**To do**
Take from the listing each line that has the string "SupervisorError".

**Dataset**
*****
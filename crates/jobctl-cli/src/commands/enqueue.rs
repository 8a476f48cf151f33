//! `enqueue`: validates the §6.2 JSON payload (rejecting unknown fields)
//! before handing it to `Store::enqueue`. A single job or a JSON array of
//! jobs may be supplied; bulk enqueue is not all-or-nothing — each job
//! reports its own outcome.

use std::path::Path;

use chrono::{DateTime, Utc};
use jobctl_core::job::EnqueueSpec;
use jobctl_core::Store;
use jobctl_sqlite::SqliteStore;
use serde::Deserialize;

use crate::error::{CliError, CliResult};

#[derive(Debug, Deserialize)]
#[serde(deny_unknown_fields)]
struct EnqueuePayload {
    id: Option<String>,
    command: String,
    #[serde(default)]
    priority: i64,
    run_at: Option<DateTime<Utc>>,
    #[serde(default)]
    timeout_s: i64,
    max_retries: Option<i64>,
    backoff_base: Option<f64>,
}

impl From<EnqueuePayload> for EnqueueSpec {
    fn from(p: EnqueuePayload) -> Self {
        EnqueueSpec {
            id: p.id,
            command: p.command,
            priority: p.priority,
            run_at: p.run_at,
            timeout_s: p.timeout_s,
            max_retries: p.max_retries,
            backoff_base: p.backoff_base,
        }
    }
}

enum Payloads {
    One(EnqueuePayload),
    Many(Vec<EnqueuePayload>),
}

fn parse_payload(raw: &str) -> CliResult<Payloads> {
    let value: serde_json::Value = serde_json::from_str(raw)
        .map_err(|e| CliError::Input(format!("invalid JSON: {e}")))?;
    if value.is_array() {
        let many: Vec<EnqueuePayload> = serde_json::from_value(value)
            .map_err(|e| CliError::Input(format!("invalid enqueue payload: {e}")))?;
        Ok(Payloads::Many(many))
    } else {
        let one: EnqueuePayload = serde_json::from_value(value)
            .map_err(|e| CliError::Input(format!("invalid enqueue payload: {e}")))?;
        Ok(Payloads::One(one))
    }
}

pub async fn run(db_path: &Path, raw_json: &str) -> CliResult<()> {
    let store = SqliteStore::open(db_path).await?;
    let now = Utc::now();

    match parse_payload(raw_json)? {
        Payloads::One(payload) => {
            let id = store.enqueue(payload.into(), now).await?;
            println!("{id}");
        }
        Payloads::Many(payloads) => {
            for payload in payloads {
                let command = payload.command.clone();
                match store.enqueue(payload.into(), now).await {
                    Ok(id) => println!("{id}"),
                    Err(e) => eprintln!("failed to enqueue {command:?}: {e}"),
                }
            }
        }
    }
    Ok(())
}

#[cfg(test)]
mod tests {
    use super::*;

    #[test]
    fn rejects_unknown_fields() {
        let raw = r#"{"command": "echo hi", "bogus": 1}"#;
        assert!(parse_payload(raw).is_err());
    }

    #[test]
    fn accepts_minimal_payload() {
        let raw = r#"{"command": "echo hi"}"#;
        assert!(matches!(parse_payload(raw).unwrap(), Payloads::One(_)));
    }

    #[test]
    fn accepts_bulk_array() {
        let raw = r#"[{"command": "echo a"}, {"command": "echo b"}]"#;
        match parse_payload(raw).unwrap() {
            Payloads::Many(v) => assert_eq!(v.len(), 2),
            Payloads::One(_) => panic!("expected Many"),
        }
    }
}
//! Maps library errors to the exit codes of §6.3/§7: 0 success, 1 generic
//! failure, 2 invalid input. Mirrors the teacher's split between a typed
//! library error and a boundary-level classification.

use jobctl_core::{StoreError, SupervisorError};

#[derive(Debug, thiserror::Error)]
pub enum CliError {
    #[error(transparent)]
    Store(#[from] StoreError),
    #[error(transparent)]
    Supervisor(#[from] SupervisorError),
    #[error("{0}")]
    Input(String),
    #[error(transparent)]
    Other(#[from] anyhow::Error),
}

impl CliError {
    pub fn exit_code(&self) -> i32 {
        match self {
            CliError::Store(e) if e.is_input_error() => 2,
            CliError::Input(_) => 2,
            CliError::Store(_) | CliError::Supervisor(_) | CliError::Other(_) => 1,
        }
    }
}

pub type CliResult<T> = Result<T, CliError>;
*****
**Finished task**
use jobctl_core::{StoreError, SupervisorError};
    Supervisor(#[from] SupervisorError),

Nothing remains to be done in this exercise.